### [ABOUT THIS TASK]
Counting only lines below that hold "GetForegroundWindow", give the total alone.

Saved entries
>>>
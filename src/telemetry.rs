use tracing_subscriber::layer::SubscriberExt;
use tracing_subscriber::util::SubscriberInitExt;
use tracing_subscriber::{fmt, EnvFilter};

/// Installs the global subscriber. `RUST_LOG` overrides `verbose`.
pub fn init(verbose: bool) {
    let default = if verbose { "drumless=debug" } else { "drumless=info" };
    let env_filter = EnvFilter::try_from_default_env().unwrap_or_else(|_| EnvFilter::new(default));

    tracing_subscriber::registry()
        .with(env_filter)
        .with(fmt::layer().with_target(false).with_writer(std::io::stderr))
        .init();
}
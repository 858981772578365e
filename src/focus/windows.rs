#![cfg(target_os = "windows")]

use super::{FocusQuery, FocusSnapshot};
use anyhow::{Context, Result, bail};
use log::debug;
use std::ffi::{OsString, c_void};
use std::os::windows::ffi::{OsStrExt, OsStringExt};
use std::path::{Path, PathBuf};
use windows::Win32::Foundation::{CloseHandle, HWND, RECT};
use windows::Win32::Storage::FileSystem::{
    GetFileVersionInfoSizeW, GetFileVersionInfoW, VerQueryValueW,
};
use windows::Win32::System::Threading::{
    OpenProcess, PROCESS_NAME_FORMAT, PROCESS_QUERY_LIMITED_INFORMATION,
    QueryFullProcessImageNameW,
};
use windows::Win32::UI::WindowsAndMessaging::{
    GetForegroundWindow, GetSystemMetrics, GetWindowRect, GetWindowTextLengthW, GetWindowTextW,
    GetWindowThreadProcessId, SM_CXSCREEN, SM_CYSCREEN,
};
use windows::core::{PCWSTR, PWSTR};

/// Win32-backed focus queries. All lookups run against the foreground window
/// at call time, so this must be invoked promptly after the save event.
pub struct SystemFocusQuery;

impl SystemFocusQuery {
    pub fn new() -> Self {
        Self
    }
}

impl FocusQuery for SystemFocusQuery {
    fn snapshot(&self) -> Result<FocusSnapshot> {
        unsafe {
            let hwnd = GetForegroundWindow();
            if hwnd.is_invalid() {
                bail!("no foreground window");
            }

            let window_title = window_title(hwnd);
            let executable_path = executable_path(hwnd)?;
            let product_description = executable_path
                .as_deref()
                .map(file_description)
                .unwrap_or_default();
            let fullscreen = is_fullscreen(hwnd)?;

            debug!("Foreground window: title={window_title:?}, exe={executable_path:?}");
            Ok(FocusSnapshot {
                window_title,
                executable_path,
                product_description,
                fullscreen,
            })
        }
    }
}

unsafe fn window_title(hwnd: HWND) -> String {
    let length = unsafe { GetWindowTextLengthW(hwnd) };
    if length <= 0 {
        return String::new();
    }
    let mut buffer: Vec<u16> = vec![0; (length + 1) as usize];
    let copied = unsafe { GetWindowTextW(hwnd, &mut buffer) };
    if copied <= 0 {
        return String::new();
    }
    buffer.truncate(copied as usize);
    OsString::from_wide(&buffer).to_string_lossy().into_owned()
}

/// Full image path of the process owning the window. Fails if the process has
/// already exited or denies the query.
unsafe fn executable_path(hwnd: HWND) -> Result<Option<PathBuf>> {
    let mut pid: u32 = 0;
    unsafe { GetWindowThreadProcessId(hwnd, Some(&mut pid)) };
    if pid == 0 {
        return Ok(None);
    }

    let handle = unsafe { OpenProcess(PROCESS_QUERY_LIMITED_INFORMATION, false, pid) }
        .with_context(|| format!("failed to open process {pid}"))?;

    let mut buffer = vec![0u16; 512];
    let mut size: u32 = buffer.len() as u32;
    let result = unsafe {
        QueryFullProcessImageNameW(
            handle,
            PROCESS_NAME_FORMAT(0),
            PWSTR(buffer.as_mut_ptr()),
            &mut size,
        )
    };
    let _ = unsafe { CloseHandle(handle) };
    result.with_context(|| format!("failed to query image name for process {pid}"))?;

    Ok(Some(PathBuf::from(OsString::from_wide(
        &buffer[..size as usize],
    ))))
}

unsafe fn is_fullscreen(hwnd: HWND) -> Result<bool> {
    let mut rect = RECT::default();
    unsafe { GetWindowRect(hwnd, &mut rect) }.context("failed to query window rect")?;

    let screen_width = unsafe { GetSystemMetrics(SM_CXSCREEN) };
    let screen_height = unsafe { GetSystemMetrics(SM_CYSCREEN) };

    Ok(rect.right - rect.left == screen_width && rect.bottom - rect.top == screen_height)
}

/// FileDescription from the executable's version resource, or empty when the
/// resource is missing. A missing resource is normal for plenty of programs.
fn file_description(path: &Path) -> String {
    unsafe { read_file_description(path) }.unwrap_or_default()
}

unsafe fn read_file_description(path: &Path) -> Option<String> {
    let wide: Vec<u16> = path
        .as_os_str()
        .encode_wide()
        .chain(std::iter::once(0))
        .collect();

    let size = unsafe { GetFileVersionInfoSizeW(PCWSTR(wide.as_ptr()), None) };
    if size == 0 {
        return None;
    }
    let mut block = vec![0u8; size as usize];
    unsafe { GetFileVersionInfoW(PCWSTR(wide.as_ptr()), None, size, block.as_mut_ptr().cast()) }
        .ok()?;

    // First language/codepage pair of the translation table.
    let translation = unsafe { query_value(&block, "\\VarFileInfo\\Translation")? };
    if translation.1 < 4 {
        return None;
    }
    let pair = unsafe { *(translation.0 as *const [u16; 2]) };

    let sub_block = format!(
        "\\StringFileInfo\\{:04X}{:04X}\\FileDescription",
        pair[0], pair[1]
    );
    let (value, chars) = unsafe { query_value(&block, &sub_block)? };
    if chars == 0 {
        return None;
    }
    let text = unsafe { std::slice::from_raw_parts(value as *const u16, chars as usize) };
    let text = String::from_utf16_lossy(text);
    let text = text.trim_end_matches('\0').to_string();
    (!text.is_empty()).then_some(text)
}

unsafe fn query_value(block: &[u8], sub_block: &str) -> Option<(*mut c_void, u32)> {
    let sub: Vec<u16> = sub_block.encode_utf16().chain(std::iter::once(0)).collect();
    let mut value: *mut c_void = std::ptr::null_mut();
    let mut len: u32 = 0;
    let ok = unsafe {
        VerQueryValueW(
            block.as_ptr().cast(),
            PCWSTR(sub.as_ptr()),
            &mut value,
            &mut len,
        )
    };
    if !ok.as_bool() || value.is_null() {
        return None;
    }
    Some((value, len))
}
<<<
### [TASK RESPONSE]
2